Collection entries
^^^^^^^^^^^^^^^^

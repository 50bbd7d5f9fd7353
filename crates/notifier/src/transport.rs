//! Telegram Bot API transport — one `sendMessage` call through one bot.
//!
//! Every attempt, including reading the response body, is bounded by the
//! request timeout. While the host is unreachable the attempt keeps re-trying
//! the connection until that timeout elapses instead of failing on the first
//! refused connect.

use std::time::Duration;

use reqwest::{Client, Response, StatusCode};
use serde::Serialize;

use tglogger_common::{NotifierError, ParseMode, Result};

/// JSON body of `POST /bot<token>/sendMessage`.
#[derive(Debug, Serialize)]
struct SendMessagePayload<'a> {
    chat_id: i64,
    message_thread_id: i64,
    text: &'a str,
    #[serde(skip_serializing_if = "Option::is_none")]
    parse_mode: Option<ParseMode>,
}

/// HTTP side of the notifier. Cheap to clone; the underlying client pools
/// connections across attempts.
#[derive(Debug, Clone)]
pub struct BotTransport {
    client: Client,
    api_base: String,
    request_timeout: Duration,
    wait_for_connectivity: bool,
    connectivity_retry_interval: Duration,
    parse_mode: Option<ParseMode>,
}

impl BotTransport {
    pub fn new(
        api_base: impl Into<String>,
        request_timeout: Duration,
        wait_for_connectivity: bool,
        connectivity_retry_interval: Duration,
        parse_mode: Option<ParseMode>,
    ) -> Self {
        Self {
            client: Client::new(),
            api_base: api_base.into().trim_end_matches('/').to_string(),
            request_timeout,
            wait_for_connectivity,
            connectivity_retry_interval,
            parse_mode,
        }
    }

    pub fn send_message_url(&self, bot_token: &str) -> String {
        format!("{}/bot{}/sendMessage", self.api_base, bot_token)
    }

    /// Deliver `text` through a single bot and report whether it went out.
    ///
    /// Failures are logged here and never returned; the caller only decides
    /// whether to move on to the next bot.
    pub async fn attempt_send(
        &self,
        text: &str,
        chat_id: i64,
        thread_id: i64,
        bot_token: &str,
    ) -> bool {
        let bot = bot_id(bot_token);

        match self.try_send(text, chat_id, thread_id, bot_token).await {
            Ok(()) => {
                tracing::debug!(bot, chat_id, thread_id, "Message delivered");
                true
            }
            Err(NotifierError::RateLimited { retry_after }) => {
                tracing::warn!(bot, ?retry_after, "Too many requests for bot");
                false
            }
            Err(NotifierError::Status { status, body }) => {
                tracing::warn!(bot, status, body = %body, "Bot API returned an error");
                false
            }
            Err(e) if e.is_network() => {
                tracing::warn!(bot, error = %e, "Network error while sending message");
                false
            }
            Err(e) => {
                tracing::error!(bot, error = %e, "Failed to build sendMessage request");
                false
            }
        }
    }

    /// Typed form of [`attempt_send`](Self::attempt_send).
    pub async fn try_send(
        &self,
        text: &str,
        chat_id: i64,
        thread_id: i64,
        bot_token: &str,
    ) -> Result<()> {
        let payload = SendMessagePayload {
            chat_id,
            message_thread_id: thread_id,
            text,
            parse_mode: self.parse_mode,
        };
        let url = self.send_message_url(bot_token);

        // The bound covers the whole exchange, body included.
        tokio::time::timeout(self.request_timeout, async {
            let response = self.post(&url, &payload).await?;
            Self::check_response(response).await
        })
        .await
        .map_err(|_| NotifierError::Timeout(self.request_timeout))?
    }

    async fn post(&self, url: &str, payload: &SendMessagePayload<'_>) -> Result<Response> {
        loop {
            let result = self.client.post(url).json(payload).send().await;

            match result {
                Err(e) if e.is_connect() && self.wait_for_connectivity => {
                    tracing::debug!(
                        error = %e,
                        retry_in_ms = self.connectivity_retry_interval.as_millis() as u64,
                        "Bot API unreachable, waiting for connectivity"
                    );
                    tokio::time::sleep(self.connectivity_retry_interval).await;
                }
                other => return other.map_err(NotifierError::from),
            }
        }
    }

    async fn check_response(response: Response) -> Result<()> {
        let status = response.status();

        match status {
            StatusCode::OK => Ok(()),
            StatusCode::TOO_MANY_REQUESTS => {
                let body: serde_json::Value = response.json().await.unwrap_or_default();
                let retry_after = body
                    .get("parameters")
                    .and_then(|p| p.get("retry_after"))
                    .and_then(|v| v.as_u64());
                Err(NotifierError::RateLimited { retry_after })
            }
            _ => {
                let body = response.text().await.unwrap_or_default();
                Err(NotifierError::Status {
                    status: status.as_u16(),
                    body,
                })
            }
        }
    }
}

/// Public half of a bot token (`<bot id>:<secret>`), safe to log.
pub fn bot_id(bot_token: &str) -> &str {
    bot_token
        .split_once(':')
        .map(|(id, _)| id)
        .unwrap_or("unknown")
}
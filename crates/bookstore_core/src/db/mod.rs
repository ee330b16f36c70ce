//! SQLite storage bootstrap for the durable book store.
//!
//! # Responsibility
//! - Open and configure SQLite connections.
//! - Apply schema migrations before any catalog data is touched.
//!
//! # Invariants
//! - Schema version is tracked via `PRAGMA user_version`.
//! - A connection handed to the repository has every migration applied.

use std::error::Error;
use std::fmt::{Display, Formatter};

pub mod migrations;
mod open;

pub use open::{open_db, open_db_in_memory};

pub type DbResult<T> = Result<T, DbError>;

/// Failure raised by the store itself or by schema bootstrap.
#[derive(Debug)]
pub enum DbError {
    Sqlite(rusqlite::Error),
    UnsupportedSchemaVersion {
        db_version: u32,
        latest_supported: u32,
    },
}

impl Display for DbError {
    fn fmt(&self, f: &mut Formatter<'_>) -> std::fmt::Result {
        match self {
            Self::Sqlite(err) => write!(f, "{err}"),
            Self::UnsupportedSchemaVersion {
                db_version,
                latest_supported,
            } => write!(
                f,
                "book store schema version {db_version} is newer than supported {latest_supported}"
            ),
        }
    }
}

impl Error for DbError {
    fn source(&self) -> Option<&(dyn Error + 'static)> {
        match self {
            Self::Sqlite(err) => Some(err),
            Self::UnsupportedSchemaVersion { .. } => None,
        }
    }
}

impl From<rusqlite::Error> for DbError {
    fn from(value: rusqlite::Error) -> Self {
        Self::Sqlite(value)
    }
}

^^^^^^^^^^^^^^^^

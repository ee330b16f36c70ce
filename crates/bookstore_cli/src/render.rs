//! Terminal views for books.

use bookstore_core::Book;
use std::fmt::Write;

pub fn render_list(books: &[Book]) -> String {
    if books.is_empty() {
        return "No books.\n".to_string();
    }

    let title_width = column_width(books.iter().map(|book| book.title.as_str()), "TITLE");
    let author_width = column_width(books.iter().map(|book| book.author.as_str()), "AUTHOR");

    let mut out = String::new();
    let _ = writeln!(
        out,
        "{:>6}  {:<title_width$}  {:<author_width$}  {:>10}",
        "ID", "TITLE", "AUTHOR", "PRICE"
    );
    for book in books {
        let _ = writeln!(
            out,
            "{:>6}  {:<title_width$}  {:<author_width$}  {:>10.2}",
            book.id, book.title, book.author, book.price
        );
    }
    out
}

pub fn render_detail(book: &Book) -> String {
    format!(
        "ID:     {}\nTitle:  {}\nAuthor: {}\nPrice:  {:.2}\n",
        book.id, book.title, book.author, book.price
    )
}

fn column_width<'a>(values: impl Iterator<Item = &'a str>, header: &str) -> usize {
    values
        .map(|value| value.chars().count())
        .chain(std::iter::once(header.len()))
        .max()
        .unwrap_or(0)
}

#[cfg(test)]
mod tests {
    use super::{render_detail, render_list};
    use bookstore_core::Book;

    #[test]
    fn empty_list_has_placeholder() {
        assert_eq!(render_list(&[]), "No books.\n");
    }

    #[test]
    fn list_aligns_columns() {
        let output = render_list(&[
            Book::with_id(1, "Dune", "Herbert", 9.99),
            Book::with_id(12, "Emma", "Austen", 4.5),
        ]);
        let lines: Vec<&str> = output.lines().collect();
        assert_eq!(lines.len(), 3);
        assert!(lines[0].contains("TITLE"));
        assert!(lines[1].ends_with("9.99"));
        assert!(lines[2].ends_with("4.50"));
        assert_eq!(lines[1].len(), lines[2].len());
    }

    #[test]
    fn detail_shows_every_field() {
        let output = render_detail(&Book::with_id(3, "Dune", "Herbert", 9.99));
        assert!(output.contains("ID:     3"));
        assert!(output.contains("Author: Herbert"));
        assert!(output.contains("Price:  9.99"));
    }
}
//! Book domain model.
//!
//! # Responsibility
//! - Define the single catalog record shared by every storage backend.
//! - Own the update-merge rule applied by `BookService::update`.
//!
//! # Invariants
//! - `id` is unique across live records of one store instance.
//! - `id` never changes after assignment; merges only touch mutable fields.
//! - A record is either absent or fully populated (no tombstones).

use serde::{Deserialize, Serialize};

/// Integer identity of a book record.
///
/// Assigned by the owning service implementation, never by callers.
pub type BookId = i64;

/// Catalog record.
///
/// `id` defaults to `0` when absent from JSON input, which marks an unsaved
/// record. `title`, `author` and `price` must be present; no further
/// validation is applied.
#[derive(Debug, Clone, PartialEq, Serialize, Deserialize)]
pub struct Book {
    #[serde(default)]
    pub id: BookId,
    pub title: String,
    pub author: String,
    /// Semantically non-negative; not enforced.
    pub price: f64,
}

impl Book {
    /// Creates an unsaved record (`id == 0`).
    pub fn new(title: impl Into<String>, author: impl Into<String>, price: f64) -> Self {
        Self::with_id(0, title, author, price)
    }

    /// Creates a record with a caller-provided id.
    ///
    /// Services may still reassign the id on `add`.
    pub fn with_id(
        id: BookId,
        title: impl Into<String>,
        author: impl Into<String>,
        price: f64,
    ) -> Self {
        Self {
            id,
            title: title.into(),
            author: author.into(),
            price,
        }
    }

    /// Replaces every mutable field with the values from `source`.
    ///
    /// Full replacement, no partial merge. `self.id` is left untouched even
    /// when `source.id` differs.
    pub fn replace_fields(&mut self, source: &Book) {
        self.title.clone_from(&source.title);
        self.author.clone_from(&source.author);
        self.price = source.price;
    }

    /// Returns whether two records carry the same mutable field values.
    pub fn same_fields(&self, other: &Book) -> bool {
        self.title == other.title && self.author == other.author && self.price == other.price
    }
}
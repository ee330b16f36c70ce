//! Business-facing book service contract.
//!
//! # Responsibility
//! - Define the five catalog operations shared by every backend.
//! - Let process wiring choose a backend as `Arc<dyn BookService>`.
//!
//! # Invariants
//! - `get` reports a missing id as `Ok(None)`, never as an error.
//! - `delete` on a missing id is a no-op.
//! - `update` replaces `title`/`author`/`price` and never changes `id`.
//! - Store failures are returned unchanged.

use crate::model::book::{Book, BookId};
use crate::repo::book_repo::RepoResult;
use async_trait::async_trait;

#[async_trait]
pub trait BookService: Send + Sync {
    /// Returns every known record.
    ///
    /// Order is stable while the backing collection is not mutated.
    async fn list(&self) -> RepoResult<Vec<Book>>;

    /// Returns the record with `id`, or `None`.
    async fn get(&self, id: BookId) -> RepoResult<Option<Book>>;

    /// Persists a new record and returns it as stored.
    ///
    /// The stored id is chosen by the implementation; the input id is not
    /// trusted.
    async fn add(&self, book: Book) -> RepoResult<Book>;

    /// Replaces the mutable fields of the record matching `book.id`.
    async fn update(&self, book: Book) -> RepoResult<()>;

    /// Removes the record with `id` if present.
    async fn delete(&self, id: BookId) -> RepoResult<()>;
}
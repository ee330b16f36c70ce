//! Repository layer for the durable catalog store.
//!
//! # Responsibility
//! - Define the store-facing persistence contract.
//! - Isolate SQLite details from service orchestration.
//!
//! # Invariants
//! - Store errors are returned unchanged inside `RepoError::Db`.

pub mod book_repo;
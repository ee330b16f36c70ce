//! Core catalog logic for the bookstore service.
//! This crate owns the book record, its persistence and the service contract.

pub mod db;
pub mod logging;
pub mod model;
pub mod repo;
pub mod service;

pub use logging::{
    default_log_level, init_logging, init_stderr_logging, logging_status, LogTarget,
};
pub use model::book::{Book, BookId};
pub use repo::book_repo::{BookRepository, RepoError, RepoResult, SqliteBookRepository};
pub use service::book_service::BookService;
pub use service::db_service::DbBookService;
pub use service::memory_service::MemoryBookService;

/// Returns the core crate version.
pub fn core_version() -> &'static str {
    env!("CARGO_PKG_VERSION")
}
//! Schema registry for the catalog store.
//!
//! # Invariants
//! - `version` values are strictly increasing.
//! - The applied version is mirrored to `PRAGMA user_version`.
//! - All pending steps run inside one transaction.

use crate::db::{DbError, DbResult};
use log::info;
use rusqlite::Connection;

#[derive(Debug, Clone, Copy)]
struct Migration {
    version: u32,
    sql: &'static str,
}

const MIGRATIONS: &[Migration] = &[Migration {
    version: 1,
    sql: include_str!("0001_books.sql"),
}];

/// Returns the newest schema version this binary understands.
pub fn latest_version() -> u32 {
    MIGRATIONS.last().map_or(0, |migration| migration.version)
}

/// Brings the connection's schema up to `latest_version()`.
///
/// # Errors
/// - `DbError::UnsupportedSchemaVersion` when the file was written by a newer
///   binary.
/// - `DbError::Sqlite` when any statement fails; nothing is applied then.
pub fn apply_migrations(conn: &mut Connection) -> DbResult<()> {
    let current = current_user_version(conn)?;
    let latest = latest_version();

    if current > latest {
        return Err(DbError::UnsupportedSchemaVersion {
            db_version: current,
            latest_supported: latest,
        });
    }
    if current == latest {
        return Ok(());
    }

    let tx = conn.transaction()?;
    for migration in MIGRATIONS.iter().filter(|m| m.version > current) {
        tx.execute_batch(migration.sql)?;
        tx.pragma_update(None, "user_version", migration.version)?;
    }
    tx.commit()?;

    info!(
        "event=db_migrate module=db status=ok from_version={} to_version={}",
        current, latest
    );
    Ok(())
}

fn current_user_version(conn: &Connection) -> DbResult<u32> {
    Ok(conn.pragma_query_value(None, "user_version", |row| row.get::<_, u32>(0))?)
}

^^^^^^^^^^^^^^^^

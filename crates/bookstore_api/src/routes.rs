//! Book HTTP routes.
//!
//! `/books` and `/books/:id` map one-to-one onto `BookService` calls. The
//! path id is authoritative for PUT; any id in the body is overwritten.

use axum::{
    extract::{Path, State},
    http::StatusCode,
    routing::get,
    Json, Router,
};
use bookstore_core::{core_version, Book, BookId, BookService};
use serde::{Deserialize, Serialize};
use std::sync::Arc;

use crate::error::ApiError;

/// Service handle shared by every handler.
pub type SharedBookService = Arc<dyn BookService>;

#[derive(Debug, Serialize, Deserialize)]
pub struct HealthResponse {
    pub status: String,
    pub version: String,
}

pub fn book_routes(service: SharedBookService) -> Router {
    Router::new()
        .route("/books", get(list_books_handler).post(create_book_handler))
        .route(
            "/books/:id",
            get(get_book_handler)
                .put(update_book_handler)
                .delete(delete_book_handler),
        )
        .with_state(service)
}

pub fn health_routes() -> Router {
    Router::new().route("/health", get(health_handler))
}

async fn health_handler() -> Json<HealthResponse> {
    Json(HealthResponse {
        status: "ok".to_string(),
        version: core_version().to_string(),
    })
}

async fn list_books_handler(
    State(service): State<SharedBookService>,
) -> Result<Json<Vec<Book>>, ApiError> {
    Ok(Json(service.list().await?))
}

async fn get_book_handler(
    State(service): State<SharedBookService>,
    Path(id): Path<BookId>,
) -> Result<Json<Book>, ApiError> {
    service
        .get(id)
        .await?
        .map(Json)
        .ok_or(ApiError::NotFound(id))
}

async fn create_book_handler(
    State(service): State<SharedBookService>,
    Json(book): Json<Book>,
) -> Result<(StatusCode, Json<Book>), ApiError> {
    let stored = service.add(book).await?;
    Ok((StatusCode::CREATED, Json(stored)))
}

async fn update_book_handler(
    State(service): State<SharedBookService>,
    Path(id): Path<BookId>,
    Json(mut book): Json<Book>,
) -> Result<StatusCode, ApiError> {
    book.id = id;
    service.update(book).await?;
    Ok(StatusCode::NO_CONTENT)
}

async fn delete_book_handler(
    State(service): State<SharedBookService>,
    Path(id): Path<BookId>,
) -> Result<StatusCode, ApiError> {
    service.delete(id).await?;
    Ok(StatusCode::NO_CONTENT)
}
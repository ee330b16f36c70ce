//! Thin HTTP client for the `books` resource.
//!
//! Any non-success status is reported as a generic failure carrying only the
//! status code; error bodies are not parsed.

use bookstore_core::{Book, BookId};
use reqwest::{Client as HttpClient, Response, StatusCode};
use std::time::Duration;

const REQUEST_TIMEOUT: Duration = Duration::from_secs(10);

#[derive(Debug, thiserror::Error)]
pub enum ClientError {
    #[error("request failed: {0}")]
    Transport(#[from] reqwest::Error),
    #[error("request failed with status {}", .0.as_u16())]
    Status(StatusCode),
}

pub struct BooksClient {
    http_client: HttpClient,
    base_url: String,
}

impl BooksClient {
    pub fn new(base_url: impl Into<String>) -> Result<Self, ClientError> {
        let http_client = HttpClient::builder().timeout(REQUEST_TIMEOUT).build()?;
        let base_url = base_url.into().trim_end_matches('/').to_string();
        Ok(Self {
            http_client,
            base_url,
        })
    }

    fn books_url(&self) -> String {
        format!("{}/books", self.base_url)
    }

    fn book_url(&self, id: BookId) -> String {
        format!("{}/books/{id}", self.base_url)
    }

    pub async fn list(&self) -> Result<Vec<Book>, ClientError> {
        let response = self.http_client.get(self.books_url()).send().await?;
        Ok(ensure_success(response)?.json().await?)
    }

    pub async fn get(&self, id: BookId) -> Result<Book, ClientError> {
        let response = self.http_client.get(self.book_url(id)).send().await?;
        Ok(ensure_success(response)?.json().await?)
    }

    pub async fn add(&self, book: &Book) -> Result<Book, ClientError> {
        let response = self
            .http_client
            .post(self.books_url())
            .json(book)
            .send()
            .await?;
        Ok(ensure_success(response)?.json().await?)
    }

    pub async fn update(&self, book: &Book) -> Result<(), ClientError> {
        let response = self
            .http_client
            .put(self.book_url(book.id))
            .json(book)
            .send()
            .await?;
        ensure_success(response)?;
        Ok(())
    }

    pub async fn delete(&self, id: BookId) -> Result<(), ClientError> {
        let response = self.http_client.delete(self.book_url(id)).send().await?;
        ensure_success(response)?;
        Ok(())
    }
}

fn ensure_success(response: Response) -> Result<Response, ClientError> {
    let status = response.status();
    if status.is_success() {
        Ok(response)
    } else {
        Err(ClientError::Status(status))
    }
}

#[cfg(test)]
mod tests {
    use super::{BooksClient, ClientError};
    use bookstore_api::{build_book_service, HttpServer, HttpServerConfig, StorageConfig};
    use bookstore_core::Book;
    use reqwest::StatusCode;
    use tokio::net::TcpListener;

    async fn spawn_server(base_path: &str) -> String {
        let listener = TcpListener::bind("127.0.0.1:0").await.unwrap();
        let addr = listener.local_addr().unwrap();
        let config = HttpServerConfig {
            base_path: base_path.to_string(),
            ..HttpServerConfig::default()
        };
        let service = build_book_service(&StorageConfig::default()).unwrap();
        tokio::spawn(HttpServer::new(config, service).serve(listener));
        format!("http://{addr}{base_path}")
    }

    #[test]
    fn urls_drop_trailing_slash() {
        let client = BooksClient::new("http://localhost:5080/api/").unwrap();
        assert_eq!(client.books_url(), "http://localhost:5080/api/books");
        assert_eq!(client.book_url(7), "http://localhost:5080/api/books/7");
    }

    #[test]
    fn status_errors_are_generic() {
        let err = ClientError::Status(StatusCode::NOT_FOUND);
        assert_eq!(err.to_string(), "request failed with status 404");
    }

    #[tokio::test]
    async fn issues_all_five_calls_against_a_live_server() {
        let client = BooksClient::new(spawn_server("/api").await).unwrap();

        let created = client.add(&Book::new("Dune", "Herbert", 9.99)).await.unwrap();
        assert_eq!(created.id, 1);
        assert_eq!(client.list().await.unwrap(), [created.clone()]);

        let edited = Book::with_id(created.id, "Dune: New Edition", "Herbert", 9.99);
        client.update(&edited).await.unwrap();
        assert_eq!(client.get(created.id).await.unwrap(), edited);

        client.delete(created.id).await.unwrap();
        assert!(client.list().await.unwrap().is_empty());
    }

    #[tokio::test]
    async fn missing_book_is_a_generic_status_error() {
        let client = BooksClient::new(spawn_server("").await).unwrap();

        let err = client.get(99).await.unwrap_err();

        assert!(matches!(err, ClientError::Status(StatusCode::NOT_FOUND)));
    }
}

^^^^^^^^^^^^^^^^

Could you restate word for word the lines above from the one containing "repository 50bbd7d5f9fd7353" through the one containing "use serde::Serialize;", both included, and nothing else?

Completed task:
repository 50bbd7d5f9fd7353
filename crates/notifier/src/transport.rs
//! Telegram Bot API transport — one `sendMessage` call through one bot.
//!
//! Every attempt, including reading the response body, is bounded by the
//! request timeout. While the host is unreachable the attempt keeps re-trying
//! the connection until that timeout elapses instead of failing on the first
//! refused connect.

use std::time::Duration;

use reqwest::{Client, Response, StatusCode};
use serde::Serialize;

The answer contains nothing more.